- Work required:
Below are the records. Retype exactly the lines between the lines holding "insert, so two" and "async fn list_ledgers(&self)", inclusive.

[Dataset records]
━━━
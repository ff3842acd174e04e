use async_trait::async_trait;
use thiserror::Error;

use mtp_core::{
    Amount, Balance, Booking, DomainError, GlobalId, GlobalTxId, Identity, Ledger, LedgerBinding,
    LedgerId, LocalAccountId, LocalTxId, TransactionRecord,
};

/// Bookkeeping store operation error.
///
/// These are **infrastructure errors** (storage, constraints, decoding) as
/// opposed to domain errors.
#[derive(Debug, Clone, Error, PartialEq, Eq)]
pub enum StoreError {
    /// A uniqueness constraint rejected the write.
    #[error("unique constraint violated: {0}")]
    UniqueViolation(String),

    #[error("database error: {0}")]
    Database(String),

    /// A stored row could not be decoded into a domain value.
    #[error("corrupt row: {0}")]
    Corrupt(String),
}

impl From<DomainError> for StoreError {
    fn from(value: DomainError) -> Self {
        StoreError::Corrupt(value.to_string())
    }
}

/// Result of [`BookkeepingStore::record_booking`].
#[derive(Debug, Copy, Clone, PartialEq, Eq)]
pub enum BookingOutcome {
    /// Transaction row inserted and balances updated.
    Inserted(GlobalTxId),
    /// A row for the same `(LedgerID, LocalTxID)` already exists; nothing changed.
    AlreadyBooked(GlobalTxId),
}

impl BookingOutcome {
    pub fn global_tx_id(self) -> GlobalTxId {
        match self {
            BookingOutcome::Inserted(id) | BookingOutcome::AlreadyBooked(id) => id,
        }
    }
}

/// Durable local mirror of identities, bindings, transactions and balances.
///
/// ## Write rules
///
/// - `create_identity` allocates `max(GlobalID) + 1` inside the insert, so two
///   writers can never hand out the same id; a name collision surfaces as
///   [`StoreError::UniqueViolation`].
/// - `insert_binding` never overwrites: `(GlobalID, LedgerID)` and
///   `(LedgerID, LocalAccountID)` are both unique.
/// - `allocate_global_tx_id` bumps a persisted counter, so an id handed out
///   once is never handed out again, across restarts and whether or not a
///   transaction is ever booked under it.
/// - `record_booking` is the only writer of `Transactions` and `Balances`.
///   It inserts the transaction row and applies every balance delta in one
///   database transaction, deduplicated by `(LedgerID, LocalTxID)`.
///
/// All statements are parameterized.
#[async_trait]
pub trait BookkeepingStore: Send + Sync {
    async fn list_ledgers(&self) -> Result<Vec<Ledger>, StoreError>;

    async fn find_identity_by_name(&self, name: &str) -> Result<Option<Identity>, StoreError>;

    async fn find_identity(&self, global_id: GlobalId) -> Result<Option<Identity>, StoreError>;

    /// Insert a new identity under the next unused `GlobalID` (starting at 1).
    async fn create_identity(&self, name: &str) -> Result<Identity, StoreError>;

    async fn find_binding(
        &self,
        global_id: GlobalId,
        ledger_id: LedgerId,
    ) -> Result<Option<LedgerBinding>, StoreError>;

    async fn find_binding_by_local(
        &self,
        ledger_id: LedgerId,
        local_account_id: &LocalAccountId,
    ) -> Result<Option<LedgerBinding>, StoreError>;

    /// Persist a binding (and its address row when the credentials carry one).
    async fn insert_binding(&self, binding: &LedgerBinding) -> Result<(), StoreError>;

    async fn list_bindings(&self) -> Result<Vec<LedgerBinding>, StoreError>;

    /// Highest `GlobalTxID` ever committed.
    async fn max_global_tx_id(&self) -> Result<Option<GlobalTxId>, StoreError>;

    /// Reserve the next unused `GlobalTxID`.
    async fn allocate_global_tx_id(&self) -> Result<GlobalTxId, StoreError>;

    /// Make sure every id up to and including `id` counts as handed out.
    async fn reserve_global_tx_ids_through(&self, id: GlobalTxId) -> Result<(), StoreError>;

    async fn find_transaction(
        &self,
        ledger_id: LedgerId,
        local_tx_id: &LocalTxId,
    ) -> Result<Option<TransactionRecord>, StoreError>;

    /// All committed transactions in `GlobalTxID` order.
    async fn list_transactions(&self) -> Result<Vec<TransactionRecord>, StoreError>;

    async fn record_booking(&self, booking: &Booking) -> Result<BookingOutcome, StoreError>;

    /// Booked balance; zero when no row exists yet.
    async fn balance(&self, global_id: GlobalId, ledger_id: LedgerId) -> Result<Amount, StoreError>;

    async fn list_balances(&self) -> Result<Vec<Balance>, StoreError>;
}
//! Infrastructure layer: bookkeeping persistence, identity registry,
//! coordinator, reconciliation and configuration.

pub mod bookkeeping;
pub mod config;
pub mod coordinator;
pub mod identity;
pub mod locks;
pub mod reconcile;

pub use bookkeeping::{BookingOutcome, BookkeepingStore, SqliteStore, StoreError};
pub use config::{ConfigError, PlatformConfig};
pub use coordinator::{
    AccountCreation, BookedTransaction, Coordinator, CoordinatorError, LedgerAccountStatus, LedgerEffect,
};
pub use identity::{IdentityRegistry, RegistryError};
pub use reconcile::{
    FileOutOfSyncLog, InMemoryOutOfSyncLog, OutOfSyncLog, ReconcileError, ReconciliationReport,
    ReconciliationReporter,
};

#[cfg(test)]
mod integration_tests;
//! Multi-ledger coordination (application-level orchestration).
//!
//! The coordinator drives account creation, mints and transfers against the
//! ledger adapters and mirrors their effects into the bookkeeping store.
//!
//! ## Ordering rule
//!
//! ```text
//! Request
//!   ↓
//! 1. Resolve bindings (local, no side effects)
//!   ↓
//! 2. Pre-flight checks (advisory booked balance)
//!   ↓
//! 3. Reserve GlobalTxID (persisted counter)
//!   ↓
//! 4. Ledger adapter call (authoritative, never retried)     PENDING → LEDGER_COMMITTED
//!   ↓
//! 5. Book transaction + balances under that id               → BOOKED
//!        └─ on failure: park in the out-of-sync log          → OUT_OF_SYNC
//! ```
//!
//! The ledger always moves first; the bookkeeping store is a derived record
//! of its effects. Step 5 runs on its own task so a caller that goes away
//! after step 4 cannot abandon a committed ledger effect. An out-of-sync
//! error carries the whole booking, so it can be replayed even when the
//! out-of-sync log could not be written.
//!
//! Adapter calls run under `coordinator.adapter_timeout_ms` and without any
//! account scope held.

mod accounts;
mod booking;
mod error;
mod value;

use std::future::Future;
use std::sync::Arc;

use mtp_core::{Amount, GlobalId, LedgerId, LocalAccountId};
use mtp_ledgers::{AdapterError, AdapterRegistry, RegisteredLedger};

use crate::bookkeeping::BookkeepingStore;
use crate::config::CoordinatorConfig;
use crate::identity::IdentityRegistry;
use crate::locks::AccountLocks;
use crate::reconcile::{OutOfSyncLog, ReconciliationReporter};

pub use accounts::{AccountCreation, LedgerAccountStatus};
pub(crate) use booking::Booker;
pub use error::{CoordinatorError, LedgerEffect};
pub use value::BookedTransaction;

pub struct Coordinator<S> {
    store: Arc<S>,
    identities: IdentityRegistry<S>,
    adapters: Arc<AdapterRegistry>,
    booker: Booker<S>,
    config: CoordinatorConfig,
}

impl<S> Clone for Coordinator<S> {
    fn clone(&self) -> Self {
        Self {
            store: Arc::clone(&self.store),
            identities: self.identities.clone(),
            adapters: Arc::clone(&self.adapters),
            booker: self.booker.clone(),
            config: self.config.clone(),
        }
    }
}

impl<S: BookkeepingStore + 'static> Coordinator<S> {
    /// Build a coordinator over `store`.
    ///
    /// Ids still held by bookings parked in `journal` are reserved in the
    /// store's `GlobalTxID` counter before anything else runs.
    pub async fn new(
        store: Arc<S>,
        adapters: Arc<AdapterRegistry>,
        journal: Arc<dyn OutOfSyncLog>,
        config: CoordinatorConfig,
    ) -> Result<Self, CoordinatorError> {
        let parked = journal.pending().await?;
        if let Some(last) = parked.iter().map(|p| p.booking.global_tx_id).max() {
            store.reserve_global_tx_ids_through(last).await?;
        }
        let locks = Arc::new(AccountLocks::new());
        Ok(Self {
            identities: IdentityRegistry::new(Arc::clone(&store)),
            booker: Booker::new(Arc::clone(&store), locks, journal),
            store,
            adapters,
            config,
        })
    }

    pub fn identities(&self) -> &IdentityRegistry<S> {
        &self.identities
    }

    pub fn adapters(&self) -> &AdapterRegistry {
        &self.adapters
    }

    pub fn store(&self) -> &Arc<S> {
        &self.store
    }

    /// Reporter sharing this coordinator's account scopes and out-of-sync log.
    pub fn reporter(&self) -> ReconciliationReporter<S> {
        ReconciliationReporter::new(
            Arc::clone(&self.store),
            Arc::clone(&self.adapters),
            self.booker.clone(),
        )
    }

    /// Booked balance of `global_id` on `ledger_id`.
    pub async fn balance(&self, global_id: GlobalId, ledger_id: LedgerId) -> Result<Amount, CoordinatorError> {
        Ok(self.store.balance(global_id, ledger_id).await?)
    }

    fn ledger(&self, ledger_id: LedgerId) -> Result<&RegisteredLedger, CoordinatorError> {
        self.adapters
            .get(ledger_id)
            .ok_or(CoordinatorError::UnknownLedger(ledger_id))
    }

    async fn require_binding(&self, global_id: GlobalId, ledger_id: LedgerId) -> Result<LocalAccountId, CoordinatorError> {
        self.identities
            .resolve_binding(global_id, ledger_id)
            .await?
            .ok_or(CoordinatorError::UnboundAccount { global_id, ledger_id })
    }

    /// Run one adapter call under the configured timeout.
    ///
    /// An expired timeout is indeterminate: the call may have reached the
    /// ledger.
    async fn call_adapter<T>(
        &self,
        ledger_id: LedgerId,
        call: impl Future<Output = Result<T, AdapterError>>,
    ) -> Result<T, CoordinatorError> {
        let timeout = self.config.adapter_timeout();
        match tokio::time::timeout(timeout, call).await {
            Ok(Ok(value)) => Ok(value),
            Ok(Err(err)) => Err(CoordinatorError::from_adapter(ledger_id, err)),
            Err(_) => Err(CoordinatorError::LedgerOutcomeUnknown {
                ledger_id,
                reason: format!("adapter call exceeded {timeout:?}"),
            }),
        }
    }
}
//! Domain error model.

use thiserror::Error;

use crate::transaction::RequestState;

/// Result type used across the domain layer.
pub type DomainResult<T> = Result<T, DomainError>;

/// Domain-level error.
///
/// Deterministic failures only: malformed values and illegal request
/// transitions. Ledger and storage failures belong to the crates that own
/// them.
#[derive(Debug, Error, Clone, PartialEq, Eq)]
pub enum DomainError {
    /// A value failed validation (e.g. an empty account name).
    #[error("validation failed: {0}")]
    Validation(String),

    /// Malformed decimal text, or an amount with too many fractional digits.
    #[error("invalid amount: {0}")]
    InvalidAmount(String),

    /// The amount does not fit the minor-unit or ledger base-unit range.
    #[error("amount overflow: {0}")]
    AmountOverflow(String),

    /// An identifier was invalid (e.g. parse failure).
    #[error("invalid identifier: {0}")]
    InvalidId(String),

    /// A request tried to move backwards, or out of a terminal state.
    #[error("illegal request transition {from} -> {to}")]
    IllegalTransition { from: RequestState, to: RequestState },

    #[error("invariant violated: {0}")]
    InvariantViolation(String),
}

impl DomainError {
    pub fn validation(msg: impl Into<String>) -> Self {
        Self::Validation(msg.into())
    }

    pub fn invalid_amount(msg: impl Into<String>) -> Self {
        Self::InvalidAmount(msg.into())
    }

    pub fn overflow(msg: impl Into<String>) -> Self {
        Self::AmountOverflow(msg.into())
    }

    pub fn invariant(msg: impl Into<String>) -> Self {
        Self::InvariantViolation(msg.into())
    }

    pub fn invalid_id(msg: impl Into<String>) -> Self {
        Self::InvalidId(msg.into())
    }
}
━━━
- Result of this task:
/// - `create_identity` allocates `max(GlobalID) + 1` inside the insert, so two
///   writers can never hand out the same id; a name collision surfaces as
///   [`StoreError::UniqueViolation`].
/// - `insert_binding` never overwrites: `(GlobalID, LedgerID)` and
///   `(LedgerID, LocalAccountID)` are both unique.
/// - `allocate_global_tx_id` bumps a persisted counter, so an id handed out
///   once is never handed out again, across restarts and whether or not a
///   transaction is ever booked under it.
/// - `record_booking` is the only writer of `Transactions` and `Balances`.
///   It inserts the transaction row and applies every balance delta in one
///   database transaction, deduplicated by `(LedgerID, LocalTxID)`.
///
/// All statements are parameterized.
#[async_trait]
pub trait BookkeepingStore: Send + Sync {
    async fn list_ledgers(&self) -> Result<Vec<Ledger>, StoreError>;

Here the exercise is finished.